(Records from a data source)

***

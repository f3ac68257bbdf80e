//! Format identifiers.

use serde::{Deserialize, Serialize};
use std::fmt;
use std::str::FromStr;

use super::error::FormatError;

/// Broad family a format belongs to.
#[derive(Debug, Clone, Copy, PartialEq, Eq, Hash, Serialize, Deserialize)]
#[serde(rename_all = "snake_case")]
pub enum FormatFamily {
    Audio,
    Video,
    Image,
    Document,
}

impl FormatFamily {
    pub fn as_str(&self) -> &'static str {
        match self {
            Self::Audio => "audio",
            Self::Video => "video",
            Self::Image => "image",
            Self::Document => "document",
        }
    }
}

/// A normalized file format.
///
/// Serialized as its canonical extension (`"mp3"`, `"md"`, ...).
#[derive(Debug, Clone, Copy, PartialEq, Eq, Hash, PartialOrd, Ord, Serialize, Deserialize)]
#[serde(try_from = "String", into = "String")]
pub enum Format {
    // Audio
    Mp3,
    Ogg,
    Wav,
    Flac,
    /// MPEG-4 container holding audio only.
    M4a,
    /// Matroska/WebM container holding audio only.
    Mka,
    // Video
    Mp4,
    Mkv,
    Webm,
    Avi,
    Mov,
    /// Ogg container with a Theora video stream.
    Ogv,
    // Image
    Jpeg,
    Png,
    Webp,
    Bmp,
    // Documents
    Markdown,
    Html,
    Txt,
    Docx,
    Odt,
    Rtf,
    Latex,
    Pdf,
}

impl Format {
    /// Every known format, in declaration order.
    pub const ALL: [Format; 24] = [
        Format::Mp3,
        Format::Ogg,
        Format::Wav,
        Format::Flac,
        Format::M4a,
        Format::Mka,
        Format::Mp4,
        Format::Mkv,
        Format::Webm,
        Format::Avi,
        Format::Mov,
        Format::Ogv,
        Format::Jpeg,
        Format::Png,
        Format::Webp,
        Format::Bmp,
        Format::Markdown,
        Format::Html,
        Format::Txt,
        Format::Docx,
        Format::Odt,
        Format::Rtf,
        Format::Latex,
        Format::Pdf,
    ];

    /// Canonical file extension, without the leading dot.
    pub fn extension(&self) -> &'static str {
        match self {
            Self::Mp3 => "mp3",
            Self::Ogg => "ogg",
            Self::Wav => "wav",
            Self::Flac => "flac",
            Self::M4a => "m4a",
            Self::Mka => "mka",
            Self::Mp4 => "mp4",
            Self::Mkv => "mkv",
            Self::Webm => "webm",
            Self::Avi => "avi",
            Self::Mov => "mov",
            Self::Ogv => "ogv",
            Self::Jpeg => "jpg",
            Self::Png => "png",
            Self::Webp => "webp",
            Self::Bmp => "bmp",
            Self::Markdown => "md",
            Self::Html => "html",
            Self::Txt => "txt",
            Self::Docx => "docx",
            Self::Odt => "odt",
            Self::Rtf => "rtf",
            Self::Latex => "tex",
            Self::Pdf => "pdf",
        }
    }

    /// Human readable name shown to users picking a target.
    pub fn display_name(&self) -> &'static str {
        match self {
            Self::Mp3 => "MP3",
            Self::Ogg => "OGG",
            Self::Wav => "WAV",
            Self::Flac => "FLAC",
            Self::M4a => "M4A",
            Self::Mka => "MKA",
            Self::Mp4 => "MP4",
            Self::Mkv => "MKV",
            Self::Webm => "WebM",
            Self::Avi => "AVI",
            Self::Mov => "MOV",
            Self::Ogv => "OGV",
            Self::Jpeg => "JPEG",
            Self::Png => "PNG",
            Self::Webp => "WebP",
            Self::Bmp => "BMP",
            Self::Markdown => "Markdown",
            Self::Html => "HTML",
            Self::Txt => "TXT",
            Self::Docx => "DOCX",
            Self::Odt => "ODT",
            Self::Rtf => "RTF",
            Self::Latex => "LaTeX",
            Self::Pdf => "PDF",
        }
    }

    /// MIME type used when delivering a file of this format.
    pub fn mime_type(&self) -> &'static str {
        match self {
            Self::Mp3 => "audio/mpeg",
            Self::Ogg => "audio/ogg",
            Self::Wav => "audio/wav",
            Self::Flac => "audio/flac",
            Self::M4a => "audio/mp4",
            Self::Mka => "audio/x-matroska",
            Self::Mp4 => "video/mp4",
            Self::Mkv => "video/x-matroska",
            Self::Webm => "video/webm",
            Self::Avi => "video/x-msvideo",
            Self::Mov => "video/quicktime",
            Self::Ogv => "video/ogg",
            Self::Jpeg => "image/jpeg",
            Self::Png => "image/png",
            Self::Webp => "image/webp",
            Self::Bmp => "image/bmp",
            Self::Markdown => "text/markdown",
            Self::Html => "text/html",
            Self::Txt => "text/plain",
            Self::Docx => {
                "application/vnd.openxmlformats-officedocument.wordprocessingml.document"
            }
            Self::Odt => "application/vnd.oasis.opendocument.text",
            Self::Rtf => "application/rtf",
            Self::Latex => "application/x-latex",
            Self::Pdf => "application/pdf",
        }
    }

    pub fn family(&self) -> FormatFamily {
        match self {
            Self::Mp3 | Self::Ogg | Self::Wav | Self::Flac | Self::M4a | Self::Mka => {
                FormatFamily::Audio
            }
            Self::Mp4 | Self::Mkv | Self::Webm | Self::Avi | Self::Mov | Self::Ogv => {
                FormatFamily::Video
            }
            Self::Jpeg | Self::Png | Self::Webp | Self::Bmp => FormatFamily::Image,
            Self::Markdown
            | Self::Html
            | Self::Txt
            | Self::Docx
            | Self::Odt
            | Self::Rtf
            | Self::Latex
            | Self::Pdf => FormatFamily::Document,
        }
    }

    /// Whether the extension alone cannot tell audio-only from video content.
    pub fn is_ambiguous_container(&self) -> bool {
        matches!(self, Self::Mp4 | Self::Mkv | Self::Webm | Self::Ogg)
    }

    /// Parses an extension or format name.
    ///
    /// Case-insensitive, tolerates a leading dot and common aliases.
    pub fn from_extension(ext: &str) -> Option<Self> {
        let normalized = ext.trim().trim_start_matches('.').to_ascii_lowercase();
        let format = match normalized.as_str() {
            "mp3" => Self::Mp3,
            "ogg" | "oga" => Self::Ogg,
            "wav" | "wave" => Self::Wav,
            "flac" => Self::Flac,
            "m4a" => Self::M4a,
            "mka" => Self::Mka,
            "mp4" | "m4v" => Self::Mp4,
            "mkv" => Self::Mkv,
            "webm" => Self::Webm,
            "avi" => Self::Avi,
            "mov" => Self::Mov,
            "ogv" => Self::Ogv,
            "jpg" | "jpeg" => Self::Jpeg,
            "png" => Self::Png,
            "webp" => Self::Webp,
            "bmp" => Self::Bmp,
            "md" | "markdown" => Self::Markdown,
            "html" | "htm" => Self::Html,
            "txt" | "text" => Self::Txt,
            "docx" => Self::Docx,
            "odt" => Self::Odt,
            "rtf" => Self::Rtf,
            "tex" | "latex" => Self::Latex,
            "pdf" => Self::Pdf,
            _ => return None,
        };
        Some(format)
    }
}

impl fmt::Display for Format {
    fn fmt(&self, f: &mut fmt::Formatter<'_>) -> fmt::Result {
        f.write_str(self.extension())
    }
}

impl FromStr for Format {
    type Err = FormatError;

    fn from_str(s: &str) -> Result<Self, Self::Err> {
        Self::from_extension(s).ok_or_else(|| FormatError::Unknown {
            name: s.to_string(),
        })
    }
}

impl TryFrom<String> for Format {
    type Error = FormatError;

    fn try_from(value: String) -> Result<Self, Self::Error> {
        value.parse()
    }
}

impl From<Format> for String {
    fn from(format: Format) -> Self {
        format.extension().to_string()
    }
}
//! Process supervision for external conversion tools.
//!
//! The [`Supervisor`] trait runs one recipe against one input with a hard
//! deadline and a cancellation token. [`ProcessSupervisor`] is the real
//! implementation; tests drive the orchestrator with
//! [`MockSupervisor`](crate::testing::MockSupervisor).

mod error;
mod process;
mod traits;
mod types;

pub use error::SupervisorError;
pub use process::{probe_tool, ProcessSupervisor, WORKDIR_MARKER};
pub use traits::Supervisor;
pub use types::ProcessOutcome;
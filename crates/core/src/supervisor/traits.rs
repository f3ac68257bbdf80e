//! Trait definitions for process supervision.

use async_trait::async_trait;
use std::path::Path;
use tokio_util::sync::CancellationToken;

use crate::registry::Recipe;

use super::error::SupervisorError;
use super::types::ProcessOutcome;

/// Runs a recipe's tool against a materialized input.
#[async_trait]
pub trait Supervisor: Send + Sync {
    /// Runs the tool to completion, timeout or cancellation.
    ///
    /// `input` is the materialized input file and `output_dir` the directory
    /// the tool writes into. The tool's output is not inspected here.
    async fn run(
        &self,
        recipe: &Recipe,
        input: &Path,
        output_dir: &Path,
        cancel: CancellationToken,
    ) -> Result<ProcessOutcome, SupervisorError>;
}

#[async_trait]
impl<T: Supervisor + ?Sized> Supervisor for std::sync::Arc<T> {
    async fn run(
        &self,
        recipe: &Recipe,
        input: &Path,
        output_dir: &Path,
        cancel: CancellationToken,
    ) -> Result<ProcessOutcome, SupervisorError> {
        (**self).run(recipe, input, output_dir, cancel).await
    }
}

***

Copy out only the lines of the records above from the one with "mod process;" through the one with "is the materialized", exactly as they stand, both included.

## Final answer
mod process;
mod traits;
mod types;

pub use error::SupervisorError;
pub use process::{probe_tool, ProcessSupervisor, WORKDIR_MARKER};
pub use traits::Supervisor;
pub use types::ProcessOutcome;
filename crates/core/src/supervisor/traits.rs
repository f3ac68257bbdf80e
//! Trait definitions for process supervision.

use async_trait::async_trait;
use std::path::Path;
use tokio_util::sync::CancellationToken;

use crate::registry::Recipe;

use super::error::SupervisorError;
use super::types::ProcessOutcome;

/// Runs a recipe's tool against a materialized input.
#[async_trait]
pub trait Supervisor: Send + Sync {
    /// Runs the tool to completion, timeout or cancellation.
    ///
    /// `input` is the materialized input file and `output_dir` the directory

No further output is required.